__SUPPLIED DATA__.
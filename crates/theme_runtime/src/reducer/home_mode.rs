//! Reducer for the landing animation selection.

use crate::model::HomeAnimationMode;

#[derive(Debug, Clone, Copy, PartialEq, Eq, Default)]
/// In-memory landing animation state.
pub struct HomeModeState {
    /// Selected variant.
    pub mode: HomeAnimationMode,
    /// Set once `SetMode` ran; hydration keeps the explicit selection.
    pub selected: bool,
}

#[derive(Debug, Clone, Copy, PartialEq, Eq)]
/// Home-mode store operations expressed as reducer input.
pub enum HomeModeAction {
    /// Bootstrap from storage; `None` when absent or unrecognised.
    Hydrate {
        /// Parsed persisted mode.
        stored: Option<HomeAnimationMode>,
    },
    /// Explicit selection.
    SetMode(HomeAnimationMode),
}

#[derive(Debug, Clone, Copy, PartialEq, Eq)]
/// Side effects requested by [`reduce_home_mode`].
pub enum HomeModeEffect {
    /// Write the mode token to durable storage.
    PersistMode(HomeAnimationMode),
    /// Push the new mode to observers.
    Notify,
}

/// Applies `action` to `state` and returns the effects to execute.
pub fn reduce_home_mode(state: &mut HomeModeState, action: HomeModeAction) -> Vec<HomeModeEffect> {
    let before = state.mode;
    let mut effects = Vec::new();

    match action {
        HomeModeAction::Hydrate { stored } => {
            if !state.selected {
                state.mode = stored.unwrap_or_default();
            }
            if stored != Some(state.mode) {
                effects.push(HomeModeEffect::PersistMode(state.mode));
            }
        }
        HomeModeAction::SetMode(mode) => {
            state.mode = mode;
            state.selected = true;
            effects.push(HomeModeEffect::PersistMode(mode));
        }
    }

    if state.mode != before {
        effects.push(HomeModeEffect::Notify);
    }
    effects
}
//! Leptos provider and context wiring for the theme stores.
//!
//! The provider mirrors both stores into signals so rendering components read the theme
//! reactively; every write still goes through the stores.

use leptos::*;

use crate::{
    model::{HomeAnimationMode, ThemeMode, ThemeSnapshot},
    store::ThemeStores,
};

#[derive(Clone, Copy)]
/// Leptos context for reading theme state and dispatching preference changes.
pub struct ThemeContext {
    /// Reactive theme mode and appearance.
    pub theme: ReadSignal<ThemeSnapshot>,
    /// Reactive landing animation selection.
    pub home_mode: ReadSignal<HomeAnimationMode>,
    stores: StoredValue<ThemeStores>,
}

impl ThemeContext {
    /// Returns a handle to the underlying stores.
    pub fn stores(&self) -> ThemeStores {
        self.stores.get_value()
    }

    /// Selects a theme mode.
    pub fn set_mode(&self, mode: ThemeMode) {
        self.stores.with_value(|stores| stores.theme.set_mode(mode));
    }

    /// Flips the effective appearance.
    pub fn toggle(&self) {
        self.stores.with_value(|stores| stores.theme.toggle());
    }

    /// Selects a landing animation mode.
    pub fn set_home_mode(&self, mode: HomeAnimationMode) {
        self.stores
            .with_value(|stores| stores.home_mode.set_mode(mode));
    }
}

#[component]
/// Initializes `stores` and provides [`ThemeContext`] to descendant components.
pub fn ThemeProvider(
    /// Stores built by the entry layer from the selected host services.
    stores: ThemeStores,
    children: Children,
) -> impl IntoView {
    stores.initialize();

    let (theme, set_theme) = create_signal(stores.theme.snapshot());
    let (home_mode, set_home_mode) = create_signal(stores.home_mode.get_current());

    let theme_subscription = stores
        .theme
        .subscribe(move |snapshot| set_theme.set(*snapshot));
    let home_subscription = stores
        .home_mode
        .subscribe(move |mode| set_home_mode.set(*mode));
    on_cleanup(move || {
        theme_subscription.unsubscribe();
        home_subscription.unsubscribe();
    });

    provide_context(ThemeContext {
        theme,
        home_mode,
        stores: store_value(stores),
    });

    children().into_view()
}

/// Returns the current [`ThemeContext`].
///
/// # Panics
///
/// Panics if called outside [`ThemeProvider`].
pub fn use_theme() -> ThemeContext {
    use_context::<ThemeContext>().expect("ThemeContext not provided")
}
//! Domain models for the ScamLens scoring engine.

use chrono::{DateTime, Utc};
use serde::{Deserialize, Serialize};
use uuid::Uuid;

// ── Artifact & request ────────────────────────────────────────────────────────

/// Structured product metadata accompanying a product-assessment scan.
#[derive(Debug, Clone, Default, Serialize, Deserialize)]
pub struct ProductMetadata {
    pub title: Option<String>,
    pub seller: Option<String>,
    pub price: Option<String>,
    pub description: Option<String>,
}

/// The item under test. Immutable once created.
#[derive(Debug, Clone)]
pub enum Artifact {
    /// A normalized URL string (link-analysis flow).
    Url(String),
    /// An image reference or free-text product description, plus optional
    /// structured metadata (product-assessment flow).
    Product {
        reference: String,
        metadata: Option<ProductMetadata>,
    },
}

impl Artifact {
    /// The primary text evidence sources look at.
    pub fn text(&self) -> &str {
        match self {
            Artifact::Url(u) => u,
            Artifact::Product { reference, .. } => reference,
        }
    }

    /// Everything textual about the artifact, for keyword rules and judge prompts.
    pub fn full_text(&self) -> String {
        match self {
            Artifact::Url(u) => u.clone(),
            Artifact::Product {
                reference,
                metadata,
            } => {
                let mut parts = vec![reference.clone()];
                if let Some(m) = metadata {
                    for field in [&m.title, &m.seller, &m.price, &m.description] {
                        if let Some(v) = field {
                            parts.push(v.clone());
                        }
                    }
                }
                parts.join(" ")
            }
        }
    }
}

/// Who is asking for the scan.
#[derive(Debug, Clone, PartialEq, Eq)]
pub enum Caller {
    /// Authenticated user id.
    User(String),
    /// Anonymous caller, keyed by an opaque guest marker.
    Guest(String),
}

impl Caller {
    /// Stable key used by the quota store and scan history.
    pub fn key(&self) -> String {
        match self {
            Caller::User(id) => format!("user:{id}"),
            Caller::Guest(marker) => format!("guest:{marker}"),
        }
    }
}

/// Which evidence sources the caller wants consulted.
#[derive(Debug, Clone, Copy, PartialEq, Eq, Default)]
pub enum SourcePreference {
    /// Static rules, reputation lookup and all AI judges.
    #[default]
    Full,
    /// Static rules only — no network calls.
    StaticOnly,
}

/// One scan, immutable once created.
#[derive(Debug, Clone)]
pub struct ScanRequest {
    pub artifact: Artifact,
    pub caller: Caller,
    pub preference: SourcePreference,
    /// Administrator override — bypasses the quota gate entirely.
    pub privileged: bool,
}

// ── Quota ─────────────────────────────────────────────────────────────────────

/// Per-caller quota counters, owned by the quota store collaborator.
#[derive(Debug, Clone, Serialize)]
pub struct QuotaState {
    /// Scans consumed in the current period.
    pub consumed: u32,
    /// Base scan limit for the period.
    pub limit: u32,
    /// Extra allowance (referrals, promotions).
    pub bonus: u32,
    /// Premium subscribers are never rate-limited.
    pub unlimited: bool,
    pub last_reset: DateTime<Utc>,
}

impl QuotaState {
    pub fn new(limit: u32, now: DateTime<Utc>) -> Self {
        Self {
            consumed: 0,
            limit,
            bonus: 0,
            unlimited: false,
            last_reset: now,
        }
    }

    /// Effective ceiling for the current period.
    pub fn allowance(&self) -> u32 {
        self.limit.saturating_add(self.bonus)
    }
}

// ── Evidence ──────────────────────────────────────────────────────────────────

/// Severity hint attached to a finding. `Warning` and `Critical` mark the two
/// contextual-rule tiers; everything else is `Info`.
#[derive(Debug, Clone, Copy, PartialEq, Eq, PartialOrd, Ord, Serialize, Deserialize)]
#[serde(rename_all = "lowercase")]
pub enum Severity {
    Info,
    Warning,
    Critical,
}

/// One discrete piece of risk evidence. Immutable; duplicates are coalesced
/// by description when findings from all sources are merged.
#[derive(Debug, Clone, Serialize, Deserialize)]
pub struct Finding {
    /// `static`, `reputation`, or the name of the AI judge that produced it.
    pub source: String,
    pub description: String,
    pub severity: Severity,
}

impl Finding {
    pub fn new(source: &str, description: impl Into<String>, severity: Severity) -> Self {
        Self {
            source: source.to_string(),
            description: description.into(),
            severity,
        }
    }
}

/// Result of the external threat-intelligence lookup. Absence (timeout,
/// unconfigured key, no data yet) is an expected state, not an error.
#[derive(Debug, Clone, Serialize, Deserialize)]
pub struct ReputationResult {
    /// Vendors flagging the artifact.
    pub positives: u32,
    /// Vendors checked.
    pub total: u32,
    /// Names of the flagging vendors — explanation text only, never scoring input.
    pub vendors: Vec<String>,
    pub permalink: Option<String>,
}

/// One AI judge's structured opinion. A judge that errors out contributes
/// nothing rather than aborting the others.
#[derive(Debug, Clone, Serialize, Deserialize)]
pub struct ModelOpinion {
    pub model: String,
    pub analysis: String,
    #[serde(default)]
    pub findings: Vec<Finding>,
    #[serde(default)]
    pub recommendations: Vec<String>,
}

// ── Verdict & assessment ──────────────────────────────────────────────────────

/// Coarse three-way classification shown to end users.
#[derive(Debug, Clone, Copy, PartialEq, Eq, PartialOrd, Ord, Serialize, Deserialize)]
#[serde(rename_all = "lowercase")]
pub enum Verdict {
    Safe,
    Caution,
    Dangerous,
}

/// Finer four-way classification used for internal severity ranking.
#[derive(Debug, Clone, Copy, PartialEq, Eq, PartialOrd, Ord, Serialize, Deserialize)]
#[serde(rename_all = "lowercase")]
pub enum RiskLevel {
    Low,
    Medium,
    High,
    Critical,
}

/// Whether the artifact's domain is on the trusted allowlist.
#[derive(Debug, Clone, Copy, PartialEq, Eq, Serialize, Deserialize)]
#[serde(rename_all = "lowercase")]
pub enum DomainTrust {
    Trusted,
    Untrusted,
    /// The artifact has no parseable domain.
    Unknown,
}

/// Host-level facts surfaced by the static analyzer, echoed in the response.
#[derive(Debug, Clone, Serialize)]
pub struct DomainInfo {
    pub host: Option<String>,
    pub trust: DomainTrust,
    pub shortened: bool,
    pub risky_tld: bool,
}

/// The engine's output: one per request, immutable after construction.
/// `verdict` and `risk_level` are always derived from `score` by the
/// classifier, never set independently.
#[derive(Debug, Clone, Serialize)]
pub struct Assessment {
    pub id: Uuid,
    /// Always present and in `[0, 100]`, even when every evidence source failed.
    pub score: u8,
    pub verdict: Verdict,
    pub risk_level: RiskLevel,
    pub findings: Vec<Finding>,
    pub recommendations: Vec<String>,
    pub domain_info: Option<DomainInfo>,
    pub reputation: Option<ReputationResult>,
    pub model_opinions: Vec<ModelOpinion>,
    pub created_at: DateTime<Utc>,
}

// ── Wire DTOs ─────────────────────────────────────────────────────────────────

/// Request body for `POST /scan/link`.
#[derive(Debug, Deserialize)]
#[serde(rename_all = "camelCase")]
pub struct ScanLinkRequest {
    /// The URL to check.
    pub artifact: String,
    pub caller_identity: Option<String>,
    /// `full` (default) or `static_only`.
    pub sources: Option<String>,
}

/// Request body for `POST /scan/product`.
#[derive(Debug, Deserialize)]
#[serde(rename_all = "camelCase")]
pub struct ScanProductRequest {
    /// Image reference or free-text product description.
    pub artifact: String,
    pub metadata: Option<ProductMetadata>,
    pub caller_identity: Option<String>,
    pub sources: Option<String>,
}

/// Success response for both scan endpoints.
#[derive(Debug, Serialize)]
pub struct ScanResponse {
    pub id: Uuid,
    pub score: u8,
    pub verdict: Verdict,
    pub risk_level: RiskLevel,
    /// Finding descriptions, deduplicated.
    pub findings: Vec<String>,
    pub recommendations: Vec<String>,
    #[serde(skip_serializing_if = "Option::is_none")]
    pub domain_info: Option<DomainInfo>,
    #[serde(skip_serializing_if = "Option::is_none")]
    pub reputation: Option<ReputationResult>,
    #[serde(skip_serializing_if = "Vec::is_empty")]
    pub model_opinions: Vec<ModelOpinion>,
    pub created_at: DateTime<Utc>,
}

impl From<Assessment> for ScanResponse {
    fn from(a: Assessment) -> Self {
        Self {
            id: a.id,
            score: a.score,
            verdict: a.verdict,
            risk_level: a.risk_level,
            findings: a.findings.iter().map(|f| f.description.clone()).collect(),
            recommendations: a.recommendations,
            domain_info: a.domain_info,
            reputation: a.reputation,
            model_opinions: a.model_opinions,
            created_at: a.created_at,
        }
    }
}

__WHAT THE TASK REQUIRES__.
Output the lines above between the one holding "and scan history." and the one holding "pub enum SourcePreference", inclusive, with nothing before or after them.

__YOUR RESPONSE__.
    /// Stable key used by the quota store and scan history.
    pub fn key(&self) -> String {
        match self {
            Caller::User(id) => format!("user:{id}"),
            Caller::Guest(marker) => format!("guest:{marker}"),
        }
    }
}

/// Which evidence sources the caller wants consulted.
#[derive(Debug, Clone, Copy, PartialEq, Eq, Default)]
pub enum SourcePreference {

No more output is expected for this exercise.